# Guard



## bscastro (May 14, 2002)

I was sparring in class tonight, and my partners (who are all bigger and stronger) just seemed to power through my guard and grabbed my head and eventually submitted me with a choke are arm lock. What can I do in the guard to prevent this? I'm not talking about submissions, but maybe more positional understanding? One idea I had was to use my legs more to control my opponent's hips. So much to learn! Any help would be appreciated. I'm sure part of it is experience and just learning more, but any advice?

Thanks,
Bryan


----------



## arnisador (May 14, 2002)

> _Originally posted by bscastro _
> 
> *more positional understanding? One idea I had was to use my legs more to control my opponent's hips. *



I'm a BJJ newcomer but my instructor gave me this advice last week. He said my legs were too tight in the guard and that I should loosen up and _use_ my legs more rather than trying to squeeze my opponent and hold on tight. He demonstrated one me, using his feet as though they were hands, pushing on my biceps if I tried to stand and control his legs when in his guard, and so on. I'm trying to use my legs more fluidly and not just to "hold on tight" no matter what.


----------



## bscastro (May 14, 2002)

Thanks! That's partly what I thought. Especially against stronger and larger opponents, I find the times when I can get a submission are the ones where my legs as well as my arms are active, not only to control my opponent, but also doing reversals and getting in a better position.
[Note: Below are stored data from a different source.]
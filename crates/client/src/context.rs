//! Context-window budgeting and history truncation.
//!
//! Keeps an outgoing conversation inside a model's context length. Token
//! counts come from a calibrated character heuristic, not a model-exact
//! tokenizer; the estimator sits behind a single function so it can be
//! swapped later without touching the truncation algorithm.

use crate::Message;

/// Calibrated chars-per-token ratio for mixed prose and code.
const CHARS_PER_TOKEN: usize = 4;

/// Flat per-message framing overhead, in tokens.
const MESSAGE_OVERHEAD: usize = 4;

/// Share of the context window reserved for the model's own response.
const RESPONSE_RESERVE: f32 = 0.25;

/// Estimate the token count of a piece of text.
///
/// Heuristic: character length over a fixed ratio, rounded up. Calibrated
/// conservatively; real tokenizers vary by model.
pub fn estimate_tokens(text: &str) -> usize {
    text.len().div_ceil(CHARS_PER_TOKEN)
}

/// Estimated cost of a message including framing overhead.
pub fn message_tokens(message: &Message) -> usize {
    estimate_tokens(&message.content) + MESSAGE_OVERHEAD
}

/// The outcome of a truncation pass.
///
/// Produced once per call and read-only afterward; the counts exist for
/// observability and tests.
#[derive(Debug, Clone)]
pub struct TruncationResult {
    /// System prompt at index 0, then the surviving history in
    /// chronological order
    pub messages: Vec<Message>,

    /// Whether any history message was dropped
    pub truncated: bool,

    /// History length before truncation
    pub original_count: usize,

    /// History messages kept
    pub final_count: usize,

    /// Estimated token total of the emitted messages
    pub estimated_tokens: usize,
}

/// Trim `history` to fit the model's context window.
///
/// A quarter of `context_length` is reserved for the response; the rest
/// is the input budget. The system prompt and the most recent message are
/// always kept and charged first. Remaining history is walked newest to
/// oldest and included greedily until a message would overflow the
/// budget; messages are never split. Survivors come back in their
/// original chronological order.
pub fn truncate_to_fit(
    system_prompt: &str,
    history: &[Message],
    context_length: usize,
) -> TruncationResult {
    let input_budget =
        context_length - (context_length as f32 * RESPONSE_RESERVE).floor() as usize;

    let system = Message::system(system_prompt);
    let system_cost = message_tokens(&system);

    let Some((last, rest)) = history.split_last() else {
        return TruncationResult {
            messages: vec![system],
            truncated: false,
            original_count: 0,
            final_count: 0,
            estimated_tokens: system_cost,
        };
    };

    let last_cost = message_tokens(last);
    let anchor_cost = system_cost + last_cost;

    // The anchors alone may exhaust the budget. Emit just those two; with
    // a single-message history that is the whole conversation, not a cut.
    if anchor_cost > input_budget {
        return TruncationResult {
            messages: vec![system, last.clone()],
            truncated: !rest.is_empty(),
            original_count: history.len(),
            final_count: 1,
            estimated_tokens: anchor_cost,
        };
    }

    let mut remaining = input_budget - anchor_cost;
    let mut estimated_tokens = anchor_cost;
    let mut kept: Vec<&Message> = Vec::new();
    for message in rest.iter().rev() {
        let cost = message_tokens(message);
        if cost > remaining {
            break;
        }
        remaining -= cost;
        estimated_tokens += cost;
        kept.push(message);
    }

    let mut messages = Vec::with_capacity(kept.len() + 2);
    messages.push(system);
    messages.extend(kept.into_iter().rev().cloned());
    messages.push(last.clone());

    let final_count = messages.len() - 1;
    TruncationResult {
        truncated: final_count < history.len(),
        original_count: history.len(),
        final_count,
        estimated_tokens,
        messages,
    }
}
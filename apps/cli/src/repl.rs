//! Interactive chat REPL with streaming output.

use crate::config::ChatConfig;
use anyhow::Result;
use client::{
    CancellationToken, Lifecycle, Message, StreamRequest, Transport, truncate_to_fit,
};
use futures_util::StreamExt;
use rustyline::error::ReadlineError;
use std::io::Write;
use std::pin::pin;

/// Fallback context window when the config does not pin one.
const DEFAULT_CONTEXT_LENGTH: usize = 8192;

/// Interactive chat REPL holding the conversation history.
pub struct ChatRepl {
    config: ChatConfig,
    transport: Transport,
    history: Vec<Message>,
    editor: rustyline::DefaultEditor,
}

impl ChatRepl {
    /// Create a new REPL for the given configuration.
    pub fn new(config: ChatConfig) -> Result<Self> {
        Ok(Self {
            config,
            transport: Transport::new(),
            history: Vec::new(),
            editor: rustyline::DefaultEditor::new()?,
        })
    }

    /// Run the interactive REPL loop.
    pub async fn run(&mut self) -> Result<()> {
        println!(
            "narwhal chat — {} via {}",
            self.config.model, self.config.base_url
        );
        println!("Ctrl+D to exit, Ctrl+C to cancel a response");

        loop {
            match self.editor.readline("> ") {
                Ok(line) => {
                    let line = line.trim().to_string();
                    if line.is_empty() {
                        continue;
                    }
                    let _ = self.editor.add_history_entry(&line);
                    self.turn(line).await?;
                }
                Err(ReadlineError::Interrupted) => continue,
                Err(ReadlineError::Eof) => break,
                Err(e) => return Err(e.into()),
            }
        }
        Ok(())
    }

    /// Run one conversation turn against the backend.
    async fn turn(&mut self, line: String) -> Result<()> {
        self.history.push(Message::user(line));

        let context_length = self
            .config
            .context_length
            .map(|n| n as usize)
            .unwrap_or(DEFAULT_CONTEXT_LENGTH);
        let window = truncate_to_fit(&self.config.system_prompt, &self.history, context_length);
        if window.truncated {
            tracing::debug!(
                "history truncated: kept {} of {} messages, ~{} tokens",
                window.final_count,
                window.original_count,
                window.estimated_tokens
            );
        }

        let cancel = CancellationToken::new();
        // A resume from suspend kills the connection under us; let the
        // lifecycle registry cancel the stream so the turn ends cleanly.
        let _watch = Lifecycle::global().watch_stream(cancel.clone());

        let request = StreamRequest {
            base_url: self.config.base_url.clone(),
            model: self.config.model.as_str().into(),
            system_prompt: self.config.system_prompt.clone(),
            temperature: self.config.temperature,
            top_p: self.config.top_p,
            context_length: self.config.context_length,
            messages: window.messages,
            cancel: cancel.clone(),
            timeout_override: None,
        };

        let stream = self.transport.stream_chat(request);
        let mut stream = pin!(stream);
        let mut answer = String::new();
        loop {
            tokio::select! {
                _ = tokio::signal::ctrl_c() => {
                    // The stream reports the abort as its final item;
                    // keep draining until it does.
                    cancel.cancel();
                }
                item = stream.next() => match item {
                    Some(Ok(delta)) => {
                        if !delta.reasoning.is_empty() {
                            tracing::debug!("reasoning: {}", delta.reasoning);
                        }
                        if !delta.content.is_empty() {
                            print!("{}", delta.content);
                            std::io::stdout().flush()?;
                            answer.push_str(&delta.content);
                        }
                    }
                    Some(Err(e)) => {
                        println!();
                        eprintln!("{}", e.user_message());
                        tracing::debug!("classified {:?}: {e}", e.kind());
                        break;
                    }
                    None => {
                        println!();
                        break;
                    }
                },
            }
        }

        if answer.is_empty() {
            // Nothing came back; drop the user turn so a retry resends it.
            self.history.pop();
        } else {
            self.history.push(Message::assistant(answer));
        }
        Ok(())
    }
}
Being new to this, I think I find myself focusing on one thing at a time (for example, a new submission I just learned). Learning to use the whole body for ground defense (and offense) is something I think will take some getting used to, but it is fun learning.

Bryan


----------



## Kyle (May 15, 2002)

Bryan, the problem with your questions, the half-guard one too, is that they are rather vague to answer in text.  To do so would require something approaching book length.  Defending/Passing the guard is a large component of BJJ.  There are certain principles at work, but without a foundation in basic techniques or some hands-on instruction, it will be more frustrating than helpful.

If you can isolate a specific problem, then you'll get a specific answer.  A general answer to your general question, "What can I do in the guard to prevent this?", is "it depends".  It depends on the details of how you were defending and how they were passing.

    - Kyle


----------



## bscastro (May 15, 2002)

Kyle,

Thanks for explaining. I guess I realized this too, but wanted to see what people would respond to. I think I will learn most through experience and from learning from instructors and getting the "flight time" to learn things.

Thanks,
Bryan


----------



## J-kid (Aug 12, 2002)

Since i am in Judo/Jujitsu and am not new.  i would recomend letting them grab one of there legs pushing it over then you have them grab on of there arms pull it towards your chest rap your legs around his head you get  a tragel chock and you can arm bar him.  I would try doing that if i was you


----------



## Klondike93 (Aug 14, 2002)

> _Originally posted by arnisador _
> 
> *
> 
> I'm a BJJ newcomer but my instructor gave me this advice last week. He said my legs were too tight in the guard and that I should loosen up and use my legs more rather than trying to squeeze my opponent and hold on tight. He demonstrated one me, using his feet as though they were hands, pushing on my biceps if I tried to stand and control his legs when in his guard, and so on. I'm trying to use my legs more fluidly and not just to "hold on tight" no matter what. *




When I relax my guard they usually end up passing it real quick going to a side mount. How would you use this to counter that?


:asian:


----------



## lvwhitebir (Aug 14, 2002)

> _Originally posted by Klondike93 _
> 
> *
> 
> ...



There are a lot of reversals, chokes, and armbars that can help prevent them from passing.  It'll just take time for you to learn them.  Get some books and videos and study some more.

First off, don't relax the guard so much that they can pass so quick.  Relax it when you can, but tighten and use your legs as leverage too.  If they're busy trying to pass, then they're not trying to tap you out which gives you an opening for an attack.

Second, if they pass your guard, take the time to figure out how to re-guard them.  This alone is good practice.  Learn to go with the flow more.  The guard is not a be-all-end-all position.  It is one of many.

   WhiteBirch


----------



## Blindside (Aug 14, 2002)

> Since i am in Judo/Jujitsu and am not new. i would recomend letting them grab one of there legs pushing it over then you have them grab on of there arms pull it towards your chest rap your legs around his head you get a tragel chock and you can arm bar him. I would try doing that if i was you



Well, I like it when guys walk into my triangle too, but you can't rely on that.  Plus, if the guys does stack you well, you won't pull off the triangle anyway (at least I can't, I've got pretty short legs that don't really encourage me to try triangles).

Admittedly, my open gaurd isn't great, but I find that I prefer working from there than just holding on for dear life with a closed gaurd.  

Hey Judo-kid where do you train?  Seattle area or somewhere else?  

Lamont


----------



## J-kid (Aug 14, 2002)

I train near seattle and i just gave one idea of somthing to do there is a counter for a counter for a counter and so forth really its up 2 you 2 study up on it.  Best of luck. juDO-KID


----------